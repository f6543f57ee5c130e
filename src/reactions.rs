use std::collections::HashMap;
use std::time::Duration;

use tokio::time::Instant;

use cardroom_core::PlayerId;

pub const DEFAULT_REACTION_DURATION: Duration = Duration::from_secs(3);

#[derive(Debug, Clone, PartialEq, Eq)]
pub struct Reaction {
    pub gif_id: String,
    pub expires_at: Instant,
}

/// Short-lived reactions keyed by target player. Each entry carries its own
/// expiry, so a sweep only ever drops entries whose own time is up.
#[derive(Debug, Clone)]
pub struct ReactionTracker {
    duration: Duration,
    entries: HashMap<PlayerId, Reaction>,
}

impl ReactionTracker {
    pub fn new(duration: Duration) -> Self {
        Self {
            duration,
            entries: HashMap::new(),
        }
    }

    /// Records a reaction, replacing whatever the target was showing.
    pub fn record(&mut self, target_id: &str, gif_id: &str, now: Instant) {
        self.entries.insert(
            target_id.to_string(),
            Reaction {
                gif_id: gif_id.to_string(),
                expires_at: now + self.duration,
            },
        );
    }

    pub fn active(&self, target_id: &str, now: Instant) -> Option<&str> {
        self.entries
            .get(target_id)
            .filter(|reaction| reaction.expires_at > now)
            .map(|reaction| reaction.gif_id.as_str())
    }

    /// Drops expired entries and returns the targets that were cleared.
    pub fn sweep(&mut self, now: Instant) -> Vec<PlayerId> {
        let expired: Vec<PlayerId> = self
            .entries
            .iter()
            .filter(|(_, reaction)| reaction.expires_at <= now)
            .map(|(target, _)| target.clone())
            .collect();
        for target in &expired {
            self.entries.remove(target);
        }
        expired
    }

    pub fn next_expiry(&self) -> Option<Instant> {
        self.entries.values().map(|reaction| reaction.expires_at).min()
    }

    pub fn snapshot(&self, now: Instant) -> HashMap<PlayerId, String> {
        self.entries
            .iter()
            .filter(|(_, reaction)| reaction.expires_at > now)
            .map(|(target, reaction)| (target.clone(), reaction.gif_id.clone()))
            .collect()
    }

    pub fn clear(&mut self) {
        self.entries.clear();
    }

    pub fn is_empty(&self) -> bool {
        self.entries.is_empty()
    }
}

impl Default for ReactionTracker {
    fn default() -> Self {
        Self::new(DEFAULT_REACTION_DURATION)
    }
}

#[cfg(test)]
mod tests {
    use super::*;

    const SECOND: Duration = Duration::from_secs(1);

    #[test]
    fn reaction_lives_exactly_its_duration() {
        let t0 = Instant::now();
        let mut tracker = ReactionTracker::new(3 * SECOND);
        tracker.record("p2", "wave", t0);
        tracker.record("p3", "clap", t0 + SECOND);

        let just_before = t0 + 3 * SECOND - Duration::from_millis(1);
        assert_eq!(tracker.active("p2", just_before), Some("wave"));
        assert!(tracker.sweep(just_before).is_empty());

        let at_expiry = t0 + 3 * SECOND;
        assert_eq!(tracker.active("p2", at_expiry), None);
        assert_eq!(tracker.sweep(at_expiry), vec!["p2".to_string()]);
        assert_eq!(tracker.active("p3", at_expiry), Some("clap"));
        assert_eq!(tracker.next_expiry(), Some(t0 + 4 * SECOND));
    }

    #[test]
    fn overwrite_is_not_cleared_by_older_expiry() {
        let t0 = Instant::now();
        let mut tracker = ReactionTracker::new(3 * SECOND);
        tracker.record("p2", "wave", t0);
        tracker.record("p2", "laugh", t0 + 2 * SECOND);

        assert!(tracker.sweep(t0 + 3 * SECOND).is_empty());
        assert_eq!(tracker.active("p2", t0 + 3 * SECOND), Some("laugh"));
        assert_eq!(tracker.sweep(t0 + 5 * SECOND), vec!["p2".to_string()]);
        assert!(tracker.is_empty());
    }
}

### [Assignment]
Each line holding the word "impl" must be pulled from the records.

### [Answer]
impl ReactionTracker {
impl Default for ReactionTracker {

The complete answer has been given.